- US Dollar lost ground on lower-than-anticipated Retail Sales figures, which fuel dovish bets on the Fed.
- Markets are digesting comments from Fed officials for placing their bets on the rate cut cycle.
- Investors continue challenging the Fed and bet on more than one cut in 2024.
On Tuesday, the US Dollar, as measured by the DXY Index (DXY), registered a decline, settling at 105.30. This downturn was mainly invoked by markets reacting to recent comments from Federal Reserve (Fed) officials in combination with the less than anticipated Retail Sales data for May.
The US economic outlook is riddled with mixed signals, but signs of disinflation are starting to arise, which may weaken the USD.
Daily digest market movers: DXY under pressure on disappointing Retail Sales figures
- Markets are now processing words from Fed speakers along with the just-released Retail Sales figures for May.
- On the data front, the US Census Bureau reported May's Retail Sales data growth at a slower pace of 0.1% against the projected 0.2%.
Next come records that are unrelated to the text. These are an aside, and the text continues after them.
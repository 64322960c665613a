//! Conversions `T(x)` and assignability.
//!
//! Literals evaluate to their default types (`int`, `float64`, `rune`,
//! `complex128`). Assigning such a value to another numeric type converts it
//! when the value is representable there, which stands in for untyped
//! constants.

use crate::errors::{conversion, type_error, EvalError};
use crate::types::{ComplexKind, FloatKind, IntKind, Type};
use crate::value::{rune_indices, Complex, StructValue, Value};
use std::sync::Arc;

/// Numeric payload widened for conversion.
#[derive(Copy, Clone, Debug)]
enum Num {
    Int(i128),
    Float(f64),
    Complex(Complex),
}

fn numeric(value: &Value) -> Option<Num> {
    match value {
        Value::Int(v, _) => Some(Num::Int(i128::from(*v))),
        Value::Uint(v, _) => Some(Num::Int(i128::from(*v))),
        Value::Float(v, _) => Some(Num::Float(*v)),
        Value::Complex(c, _) => Some(Num::Complex(*c)),
        _ => None,
    }
}

/// Whether `value` has one of the default types literals produce.
fn is_default_typed(value: &Value) -> bool {
    matches!(
        value,
        Value::Int(_, IntKind::Int | IntKind::Int32)
            | Value::Float(_, FloatKind::F64)
            | Value::Complex(_, ComplexKind::C128)
    )
}

/// Explicit conversion `to(value)`.
pub fn convert(value: &Value, to: &Type) -> Result<Value, EvalError> {
    if *to == Type::Any || value.type_of() == *to {
        return Ok(value.clone());
    }

    match (value, to) {
        (_, Type::Int(_) | Type::Uint(_) | Type::Float(_) | Type::Complex(_)) => {
            if let Some(num) = numeric(value) {
                if let Some(converted) = convert_numeric(num, to) {
                    return Ok(converted);
                }
            }
        }
        (Value::Int(..) | Value::Uint(..), Type::String) => {
            let code = value.as_i64().and_then(|c| u32::try_from(c).ok());
            let ch = code.and_then(char::from_u32).unwrap_or('\u{FFFD}');
            return Ok(Value::string(ch.to_string()));
        }
        (Value::Str(s), Type::Slice(elem)) if **elem == Type::BYTE => {
            let bytes = s.iter().copied().map(Value::byte).collect();
            return Ok(Value::slice(Type::BYTE, bytes));
        }
        (Value::Str(s), Type::Slice(elem)) if **elem == Type::RUNE => {
            let runes = rune_indices(s)
                .into_iter()
                .map(|(_, c)| Value::rune(c))
                .collect();
            return Ok(Value::slice(Type::RUNE, runes));
        }
        (Value::Slice(s), Type::String) if *s.elem() == Type::BYTE => {
            let bytes: Vec<u8> = s.with_items(|items| {
                items
                    .iter()
                    .filter_map(|b| match b {
                        Value::Uint(v, _) => u8::try_from(*v).ok(),
                        _ => None,
                    })
                    .collect()
            });
            return Ok(Value::byte_string(bytes));
        }
        (Value::Slice(s), Type::String) if *s.elem() == Type::RUNE => {
            let text: String = s.with_items(|items| {
                items
                    .iter()
                    .filter_map(Value::as_i64)
                    .map(|c| {
                        u32::try_from(c)
                            .ok()
                            .and_then(char::from_u32)
                            .unwrap_or('\u{FFFD}')
                    })
                    .collect()
            });
            return Ok(Value::string(text));
        }
        (Value::Struct(s), Type::Struct(target)) if s.struct_type().fields() == target.fields() => {
            return Ok(Value::Struct(StructValue::new(
                Arc::clone(target),
                s.fields().to_vec(),
            )));
        }
        (Value::Nil, _) if accepts_nil(to) => return Ok(Value::zero(to)),
        _ => {}
    }

    Err(conversion(value.type_of(), to))
}

/// Numeric conversion with truncation and wrapping, as `T(x)` does.
fn convert_numeric(num: Num, to: &Type) -> Option<Value> {
    let value = match (num, to) {
        (Num::Int(v), Type::Int(k)) => Value::Int(k.wrap(v as i64), *k),
        (Num::Int(v), Type::Uint(k)) => Value::Uint(k.wrap(v as u64), *k),
        (Num::Int(v), Type::Float(k)) => Value::Float(k.round(v as f64), *k),
        (Num::Float(f), Type::Int(k)) => Value::Int(k.wrap(f as i64), *k),
        (Num::Float(f), Type::Uint(k)) => {
            let raw = if f < 0.0 { f as i64 as u64 } else { f as u64 };
            Value::Uint(k.wrap(raw), *k)
        }
        (Num::Float(f), Type::Float(k)) => Value::Float(k.round(f), *k),
        (Num::Int(v), Type::Complex(k)) => complex_of(Complex::new(v as f64, 0.0), *k),
        (Num::Float(f), Type::Complex(k)) => complex_of(Complex::new(f, 0.0), *k),
        (Num::Complex(c), Type::Complex(k)) => complex_of(c, *k),
        _ => return None,
    };
    Some(value)
}

fn complex_of(c: Complex, kind: ComplexKind) -> Value {
    let part = kind.part();
    Value::Complex(Complex::new(part.round(c.re), part.round(c.im)), kind)
}

/// Types whose zero value is (or behaves as) `nil`.
fn accepts_nil(ty: &Type) -> bool {
    matches!(
        ty,
        Type::Any
            | Type::Nil
            | Type::Error
            | Type::Slice(_)
            | Type::Map(..)
            | Type::Chan(_)
            | Type::Pointer(_)
            | Type::Func
    )
}

/// Check that `value` may be stored in a slot of type `to`, converting
/// default-typed numeric values that are representable in the target kind.
///
/// Use this for values that came from constant expressions; typed values
/// go through [`assign_exact`].
pub fn assign_to(value: Value, to: &Type) -> Result<Value, EvalError> {
    if is_default_typed(&value) && to.is_numeric() && value.type_of() != *to {
        if let Some(converted) = numeric(&value).and_then(|n| represent(n, to)) {
            return Ok(converted);
        }
        return Err(type_error(format!(
            "cannot use {value} (untyped {} constant) as {to} value (overflows or truncated)",
            value.type_of()
        )));
    }
    assign_exact(value, to)
}

/// Check that a typed `value` may be stored in a slot of type `to` without
/// any numeric conversion. `nil` becomes the zero value of nil-able types.
pub fn assign_exact(value: Value, to: &Type) -> Result<Value, EvalError> {
    if *to == Type::Any || value.type_of() == *to {
        return Ok(value);
    }
    if value.is_nil() && accepts_nil(to) {
        return Ok(Value::zero(to));
    }
    if *to == Type::Error && matches!(value, Value::Str(_)) {
        return Ok(value);
    }
    Err(type_error(format!(
        "cannot use {value} (value of type {}) as {to} value",
        value.type_of()
    )))
}

/// Exact conversion: `None` when the value would overflow or lose its
/// fractional part.
fn represent(num: Num, to: &Type) -> Option<Value> {
    match (num, to) {
        (Num::Int(v), Type::Int(k)) => k.fits(v).then(|| Value::Int(v as i64, *k)),
        (Num::Int(v), Type::Uint(k)) => k.fits(v).then(|| Value::Uint(v as u64, *k)),
        (Num::Float(f), Type::Int(_) | Type::Uint(_)) => {
            if !f.is_finite() || f.fract() != 0.0 || f.abs() > 1.9e19 {
                return None;
            }
            represent(Num::Int(f as i128), to)
        }
        (Num::Complex(c), Type::Int(_) | Type::Uint(_) | Type::Float(_)) => {
            if c.im != 0.0 {
                return None;
            }
            represent(Num::Float(c.re), to)
        }
        (num, _) => convert_numeric(num, to),
    }
}

#[cfg(test)]
mod tests;
//! Binary and unary operators.

/// Binary operators, Go precedence levels noted per group.
#[derive(Copy, Clone, Eq, PartialEq, Hash, Debug)]
pub enum BinaryOp {
    // Level 5: multiplicative
    Mul,
    Div,
    Rem,
    Shl,
    Shr,
    BitAnd,
    AndNot,

    // Level 4: additive
    Add,
    Sub,
    BitOr,
    BitXor,

    // Level 3: comparison
    Eq,
    NotEq,
    Lt,
    LtEq,
    Gt,
    GtEq,

    // Level 2 and 1: logical
    And,
    Or,
}

impl BinaryOp {
    /// Binding power; higher binds tighter.
    pub fn precedence(self) -> u8 {
        match self {
            BinaryOp::Mul
            | BinaryOp::Div
            | BinaryOp::Rem
            | BinaryOp::Shl
            | BinaryOp::Shr
            | BinaryOp::BitAnd
            | BinaryOp::AndNot => 5,
            BinaryOp::Add | BinaryOp::Sub | BinaryOp::BitOr | BinaryOp::BitXor => 4,
            BinaryOp::Eq
            | BinaryOp::NotEq
            | BinaryOp::Lt
            | BinaryOp::LtEq
            | BinaryOp::Gt
            | BinaryOp::GtEq => 3,
            BinaryOp::And => 2,
            BinaryOp::Or => 1,
        }
    }

    pub fn as_symbol(self) -> &'static str {
        match self {
            BinaryOp::Mul => "*",
            BinaryOp::Div => "/",
            BinaryOp::Rem => "%",
            BinaryOp::Shl => "<<",
            BinaryOp::Shr => ">>",
            BinaryOp::BitAnd => "&",
            BinaryOp::AndNot => "&^",
            BinaryOp::Add => "+",
            BinaryOp::Sub => "-",
            BinaryOp::BitOr => "|",
            BinaryOp::BitXor => "^",
            BinaryOp::Eq => "==",
            BinaryOp::NotEq => "!=",
            BinaryOp::Lt => "<",
            BinaryOp::LtEq => "<=",
            BinaryOp::Gt => ">",
            BinaryOp::GtEq => ">=",
            BinaryOp::And => "&&",
            BinaryOp::Or => "||",
        }
    }

    #[inline]
    pub fn is_comparison(self) -> bool {
        self.precedence() == 3
    }

    #[inline]
    pub fn is_shift(self) -> bool {
        matches!(self, BinaryOp::Shl | BinaryOp::Shr)
    }
}

/// Unary (prefix) operators.
#[derive(Copy, Clone, Eq, PartialEq, Hash, Debug)]
pub enum UnaryOp {
    /// `+x`
    Plus,
    /// `-x`
    Neg,
    /// `!x`
    Not,
    /// `^x`, bitwise complement.
    BitNot,
    /// `&x`, address-of.
    Addr,
    /// `*x`, dereference (or pointer type when applied to a type).
    Deref,
}

impl UnaryOp {
    pub fn as_symbol(self) -> &'static str {
        match self {
            UnaryOp::Plus => "+",
            UnaryOp::Neg => "-",
            UnaryOp::Not => "!",
            UnaryOp::BitNot => "^",
            UnaryOp::Addr => "&",
            UnaryOp::Deref => "*",
        }
    }
}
- A softening in Retail Sales growth could potentially affect the US Dollar by affirming investors' belief in the ongoing disinflation process.
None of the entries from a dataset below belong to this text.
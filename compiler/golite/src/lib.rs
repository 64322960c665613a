//! Golite - an embeddable evaluator for a subset of Go.
//!
//! The host creates an [`Environment`], binds values, host functions and
//! struct types into it, then evaluates source text against it:
//!
//! ```text
//! let env = Environment::new();
//! env.register("Add", HostFunction::binary("Add", |a: i64, b: i64| a + b));
//! env.eval("x := Add(1, 2)")?;
//! env.to_json("x")                              // "3"
//! env.assemble(r#"{"next": x + 1}"#)?          // {"next":4}
//! ```
//!
//! Source is read as the body of a function: statements run in order, a
//! top-level `return` ends evaluation, and the value of the last statement
//! is the result otherwise. A top-level `:=` binds in the environment it
//! was evaluated in.
//!
//! # Crates
//!
//! - `golite_value` - values, types, errors and the host call bridge
//! - `golite_eval` - scopes, operators, builtins and the evaluator
//! - `golite_parse` / `golite_lexer` / `golite_ir` - the front-end

use std::sync::Once;

pub use golite_eval::{
    evaluate_binary, evaluate_unary, values_equal, Environment, Error, EvalConfig, ParseError,
};
pub use golite_value::{
    assign_exact, assign_to, builtin_type, convert, from_json, to_json, Arity, ComplexKind,
    EvalError, EvalErrorKind, EvalResult, FloatKind, HostFunction, HostType, IntKind, MapKey,
    StructField, StructType, Type, UintKind, Value,
};

static TRACING_INIT: Once = Once::new();

/// Install a `tracing` subscriber for debug output.
///
/// Only takes effect when `RUST_LOG` is set, e.g.
/// `RUST_LOG=golite_eval=trace`. Safe to call more than once.
pub fn init_tracing() {
    TRACING_INIT.call_once(|| {
        use tracing_subscriber::{fmt, prelude::*, EnvFilter};

        if std::env::var("RUST_LOG").is_ok() {
            let filter = EnvFilter::from_default_env();
            let installed = tracing_subscriber::registry()
                .with(fmt::layer().with_target(true).with_level(true))
                .with(filter)
                .try_init();
            if installed.is_err() {
                tracing::debug!("a global subscriber is already installed");
            }
        }
    });
}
- Regarding the Fed speakers, Cleveland Fed President Loretta Mester expressed her preference to observe a "longer run of good-looking inflation data" before any significant decisions are taken.
- Simultaneously, Neel Kashkari, President of the Minneapolis Fed, intimated that the Fed might wait until December for any further rate cuts, favoring the acquisition of more data before any actions are undertaken.
- Several other speakers will be on the wires on Tuesday, and their words might shake the USD.
DXY technical analysis: Momentum flattens, bulls running out of time
Technical indicators suggest a flattening momentum but still retain a positive stance. The Relative Strength Index (RSI) remains above the 50 level, while the Moving Average Convergence Divergence (MACD) continues to print green bars.
With the bullish activity taking a pause, the DXY Index continues to hold above its 20, 100 and 200-day Simple Moving Average (SMA). The slowing down of the momentum from last week might indicate a possible slowdown in the recent rally of the DXY.